Reproduce only the lines that run from the line with "#[derive(Clone)]" to the last line of the material, both ends included, exactly as they appear.

****************************************

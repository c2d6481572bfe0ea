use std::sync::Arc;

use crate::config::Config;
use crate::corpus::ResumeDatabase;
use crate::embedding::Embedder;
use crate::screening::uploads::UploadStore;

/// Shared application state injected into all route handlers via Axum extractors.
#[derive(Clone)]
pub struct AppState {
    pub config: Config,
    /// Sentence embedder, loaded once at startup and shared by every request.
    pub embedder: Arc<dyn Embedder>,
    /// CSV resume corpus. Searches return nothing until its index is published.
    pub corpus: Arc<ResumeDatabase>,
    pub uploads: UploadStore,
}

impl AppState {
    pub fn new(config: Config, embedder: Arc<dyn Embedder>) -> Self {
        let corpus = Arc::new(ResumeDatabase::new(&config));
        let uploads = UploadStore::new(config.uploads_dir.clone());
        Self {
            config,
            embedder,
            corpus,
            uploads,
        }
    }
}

****************************************

Result of this task:
#[derive(Clone)]
pub struct AppState {
    pub config: Config,
    /// Sentence embedder, loaded once at startup and shared by every request.
    pub embedder: Arc<dyn Embedder>,
    /// CSV resume corpus. Searches return nothing until its index is published.
    pub corpus: Arc<ResumeDatabase>,
    pub uploads: UploadStore,
}

impl AppState {
    pub fn new(config: Config, embedder: Arc<dyn Embedder>) -> Self {
        let corpus = Arc::new(ResumeDatabase::new(&config));
        let uploads = UploadStore::new(config.uploads_dir.clone());
        Self {
            config,
            embedder,
            corpus,
            uploads,
        }
    }
}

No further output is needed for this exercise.